* _AIM OF THE TASK_
Scan the entries below for the word "CatalogRecord" and copy every line in which it occurs.

[Stored records]

***

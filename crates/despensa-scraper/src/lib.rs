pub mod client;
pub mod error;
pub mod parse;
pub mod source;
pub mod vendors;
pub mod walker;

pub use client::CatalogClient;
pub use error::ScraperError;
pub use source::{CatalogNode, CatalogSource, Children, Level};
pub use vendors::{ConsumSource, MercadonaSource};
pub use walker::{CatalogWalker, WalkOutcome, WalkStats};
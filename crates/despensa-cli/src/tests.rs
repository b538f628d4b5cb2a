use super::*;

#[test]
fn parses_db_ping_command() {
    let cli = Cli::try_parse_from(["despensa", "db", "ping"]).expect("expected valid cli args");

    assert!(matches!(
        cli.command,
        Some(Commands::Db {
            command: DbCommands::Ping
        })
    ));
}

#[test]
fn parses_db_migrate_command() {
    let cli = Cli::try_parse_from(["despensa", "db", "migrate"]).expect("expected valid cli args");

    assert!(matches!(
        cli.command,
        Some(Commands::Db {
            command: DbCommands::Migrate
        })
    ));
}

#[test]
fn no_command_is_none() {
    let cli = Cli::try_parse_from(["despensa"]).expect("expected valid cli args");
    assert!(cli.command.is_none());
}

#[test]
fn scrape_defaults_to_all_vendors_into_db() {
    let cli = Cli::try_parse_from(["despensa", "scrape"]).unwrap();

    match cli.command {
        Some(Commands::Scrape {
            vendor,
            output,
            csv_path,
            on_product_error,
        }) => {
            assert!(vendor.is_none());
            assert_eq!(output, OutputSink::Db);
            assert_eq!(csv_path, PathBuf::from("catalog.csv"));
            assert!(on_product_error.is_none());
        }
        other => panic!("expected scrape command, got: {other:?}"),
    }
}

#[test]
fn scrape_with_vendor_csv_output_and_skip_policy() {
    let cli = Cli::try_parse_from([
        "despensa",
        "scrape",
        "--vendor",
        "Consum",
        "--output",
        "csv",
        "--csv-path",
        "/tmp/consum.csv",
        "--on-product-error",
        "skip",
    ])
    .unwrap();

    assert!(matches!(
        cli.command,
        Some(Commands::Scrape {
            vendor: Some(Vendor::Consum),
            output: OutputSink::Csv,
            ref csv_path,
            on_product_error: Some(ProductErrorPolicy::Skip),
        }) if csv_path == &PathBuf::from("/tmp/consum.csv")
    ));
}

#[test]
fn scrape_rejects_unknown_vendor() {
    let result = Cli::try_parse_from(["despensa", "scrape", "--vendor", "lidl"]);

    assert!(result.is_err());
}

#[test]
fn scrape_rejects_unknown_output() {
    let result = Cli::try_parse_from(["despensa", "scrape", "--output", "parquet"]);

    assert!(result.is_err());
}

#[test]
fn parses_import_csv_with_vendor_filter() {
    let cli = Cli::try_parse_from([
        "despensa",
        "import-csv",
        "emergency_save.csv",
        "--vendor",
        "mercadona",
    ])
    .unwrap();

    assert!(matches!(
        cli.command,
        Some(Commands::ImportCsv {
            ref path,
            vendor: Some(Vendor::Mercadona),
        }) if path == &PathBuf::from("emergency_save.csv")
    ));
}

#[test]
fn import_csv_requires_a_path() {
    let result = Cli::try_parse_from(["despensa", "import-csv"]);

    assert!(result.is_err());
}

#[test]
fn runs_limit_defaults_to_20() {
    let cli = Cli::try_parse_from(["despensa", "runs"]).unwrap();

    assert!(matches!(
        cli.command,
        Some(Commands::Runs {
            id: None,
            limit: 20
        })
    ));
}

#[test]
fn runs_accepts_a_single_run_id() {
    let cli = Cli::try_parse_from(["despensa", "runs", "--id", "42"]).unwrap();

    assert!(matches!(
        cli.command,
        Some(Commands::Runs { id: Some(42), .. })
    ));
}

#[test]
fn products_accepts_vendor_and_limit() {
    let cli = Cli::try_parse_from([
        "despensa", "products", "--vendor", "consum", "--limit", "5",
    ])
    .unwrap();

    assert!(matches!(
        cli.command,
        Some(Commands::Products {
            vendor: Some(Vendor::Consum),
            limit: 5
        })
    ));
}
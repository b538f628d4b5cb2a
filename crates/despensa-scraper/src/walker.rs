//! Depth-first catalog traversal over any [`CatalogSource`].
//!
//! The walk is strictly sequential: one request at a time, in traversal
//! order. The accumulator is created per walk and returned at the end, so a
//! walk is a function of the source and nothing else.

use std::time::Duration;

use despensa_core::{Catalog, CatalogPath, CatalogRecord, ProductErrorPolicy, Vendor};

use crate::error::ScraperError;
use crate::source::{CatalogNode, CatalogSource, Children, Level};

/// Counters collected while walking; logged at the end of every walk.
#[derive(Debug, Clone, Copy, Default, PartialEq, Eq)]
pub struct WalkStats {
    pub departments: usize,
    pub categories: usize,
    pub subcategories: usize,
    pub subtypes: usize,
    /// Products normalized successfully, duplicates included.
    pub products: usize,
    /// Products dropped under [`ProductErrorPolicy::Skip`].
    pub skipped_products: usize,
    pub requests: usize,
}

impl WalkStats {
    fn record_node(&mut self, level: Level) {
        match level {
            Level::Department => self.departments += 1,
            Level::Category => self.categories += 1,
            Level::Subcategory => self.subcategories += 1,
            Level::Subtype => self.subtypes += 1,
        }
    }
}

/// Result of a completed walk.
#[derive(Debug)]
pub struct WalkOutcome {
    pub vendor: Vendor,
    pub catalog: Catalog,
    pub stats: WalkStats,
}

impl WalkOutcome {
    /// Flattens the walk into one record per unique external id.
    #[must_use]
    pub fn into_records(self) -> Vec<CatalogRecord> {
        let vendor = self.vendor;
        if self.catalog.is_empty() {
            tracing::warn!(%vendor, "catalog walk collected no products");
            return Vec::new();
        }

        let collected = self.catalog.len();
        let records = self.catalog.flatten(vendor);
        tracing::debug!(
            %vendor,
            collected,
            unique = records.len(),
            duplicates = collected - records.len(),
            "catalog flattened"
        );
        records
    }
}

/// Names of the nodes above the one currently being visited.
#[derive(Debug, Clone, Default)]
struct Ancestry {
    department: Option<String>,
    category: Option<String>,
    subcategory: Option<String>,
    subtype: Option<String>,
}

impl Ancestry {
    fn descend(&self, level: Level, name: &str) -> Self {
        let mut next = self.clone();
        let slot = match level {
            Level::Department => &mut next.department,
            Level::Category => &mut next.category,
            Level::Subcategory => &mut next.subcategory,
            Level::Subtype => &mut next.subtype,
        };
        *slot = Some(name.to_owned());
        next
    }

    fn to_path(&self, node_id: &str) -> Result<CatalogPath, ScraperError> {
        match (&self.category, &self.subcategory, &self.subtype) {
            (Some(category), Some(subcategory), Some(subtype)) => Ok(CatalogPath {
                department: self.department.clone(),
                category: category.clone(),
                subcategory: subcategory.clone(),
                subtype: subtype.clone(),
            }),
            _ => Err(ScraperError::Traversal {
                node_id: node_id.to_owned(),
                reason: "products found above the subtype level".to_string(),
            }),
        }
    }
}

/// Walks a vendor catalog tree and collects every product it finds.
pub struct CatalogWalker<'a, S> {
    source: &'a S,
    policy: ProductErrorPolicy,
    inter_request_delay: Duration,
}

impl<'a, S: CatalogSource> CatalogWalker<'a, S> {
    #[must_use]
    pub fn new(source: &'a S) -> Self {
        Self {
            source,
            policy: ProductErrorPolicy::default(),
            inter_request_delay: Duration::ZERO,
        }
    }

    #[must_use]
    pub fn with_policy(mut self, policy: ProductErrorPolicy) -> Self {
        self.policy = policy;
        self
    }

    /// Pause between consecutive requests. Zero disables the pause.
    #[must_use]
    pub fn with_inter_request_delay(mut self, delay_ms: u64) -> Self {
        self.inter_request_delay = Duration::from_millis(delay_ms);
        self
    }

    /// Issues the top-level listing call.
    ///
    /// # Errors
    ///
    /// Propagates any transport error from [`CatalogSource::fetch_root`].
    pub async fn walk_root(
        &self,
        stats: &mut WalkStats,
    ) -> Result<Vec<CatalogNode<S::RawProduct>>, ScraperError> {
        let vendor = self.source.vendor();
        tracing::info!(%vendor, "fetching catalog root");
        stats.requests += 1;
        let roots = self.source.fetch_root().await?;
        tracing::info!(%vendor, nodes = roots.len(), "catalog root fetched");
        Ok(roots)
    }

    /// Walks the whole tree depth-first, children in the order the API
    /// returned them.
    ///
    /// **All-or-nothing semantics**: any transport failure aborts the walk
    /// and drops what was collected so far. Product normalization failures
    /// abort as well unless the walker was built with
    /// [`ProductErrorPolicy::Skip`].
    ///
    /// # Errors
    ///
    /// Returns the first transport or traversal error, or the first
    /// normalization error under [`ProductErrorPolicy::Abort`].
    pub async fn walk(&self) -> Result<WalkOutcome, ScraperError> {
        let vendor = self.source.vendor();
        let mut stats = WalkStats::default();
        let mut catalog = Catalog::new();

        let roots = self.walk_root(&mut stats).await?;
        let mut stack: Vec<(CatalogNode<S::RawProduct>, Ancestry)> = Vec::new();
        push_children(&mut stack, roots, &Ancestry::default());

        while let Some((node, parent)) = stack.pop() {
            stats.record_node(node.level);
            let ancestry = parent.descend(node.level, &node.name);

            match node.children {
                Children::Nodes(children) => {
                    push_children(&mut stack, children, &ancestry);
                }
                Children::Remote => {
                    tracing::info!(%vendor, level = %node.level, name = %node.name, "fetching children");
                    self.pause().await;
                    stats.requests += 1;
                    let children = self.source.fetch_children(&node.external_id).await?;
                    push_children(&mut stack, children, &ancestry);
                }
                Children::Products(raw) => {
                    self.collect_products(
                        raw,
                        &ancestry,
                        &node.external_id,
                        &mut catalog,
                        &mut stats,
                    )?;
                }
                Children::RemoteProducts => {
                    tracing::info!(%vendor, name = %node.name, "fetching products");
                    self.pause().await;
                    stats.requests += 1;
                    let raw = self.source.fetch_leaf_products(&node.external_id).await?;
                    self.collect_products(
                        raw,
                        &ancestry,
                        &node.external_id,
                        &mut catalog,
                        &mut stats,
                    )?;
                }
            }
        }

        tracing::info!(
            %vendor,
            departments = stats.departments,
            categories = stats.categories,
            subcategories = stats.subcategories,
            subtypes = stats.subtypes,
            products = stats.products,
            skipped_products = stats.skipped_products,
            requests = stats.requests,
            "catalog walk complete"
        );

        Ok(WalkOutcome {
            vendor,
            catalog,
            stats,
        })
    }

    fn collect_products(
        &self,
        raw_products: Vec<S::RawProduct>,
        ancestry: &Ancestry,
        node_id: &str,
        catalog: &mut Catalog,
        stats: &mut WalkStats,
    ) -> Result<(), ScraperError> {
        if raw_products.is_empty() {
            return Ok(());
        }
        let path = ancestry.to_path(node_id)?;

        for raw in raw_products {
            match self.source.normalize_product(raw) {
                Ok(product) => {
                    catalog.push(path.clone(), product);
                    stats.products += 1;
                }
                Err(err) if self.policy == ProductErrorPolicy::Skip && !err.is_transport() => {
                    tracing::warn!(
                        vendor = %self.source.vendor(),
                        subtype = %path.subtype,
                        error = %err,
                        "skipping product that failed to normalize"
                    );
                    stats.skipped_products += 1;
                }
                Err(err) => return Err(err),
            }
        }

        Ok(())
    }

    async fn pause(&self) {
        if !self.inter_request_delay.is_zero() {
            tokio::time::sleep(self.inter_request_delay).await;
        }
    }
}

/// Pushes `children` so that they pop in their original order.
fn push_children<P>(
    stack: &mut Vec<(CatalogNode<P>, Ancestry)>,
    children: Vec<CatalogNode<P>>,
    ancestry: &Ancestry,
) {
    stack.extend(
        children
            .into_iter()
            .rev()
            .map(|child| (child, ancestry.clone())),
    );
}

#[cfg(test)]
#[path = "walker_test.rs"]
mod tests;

***

* _ANSWER BOX_
use despensa_core::{Catalog, CatalogPath, CatalogRecord, ProductErrorPolicy, Vendor};
    pub fn into_records(self) -> Vec<CatalogRecord> {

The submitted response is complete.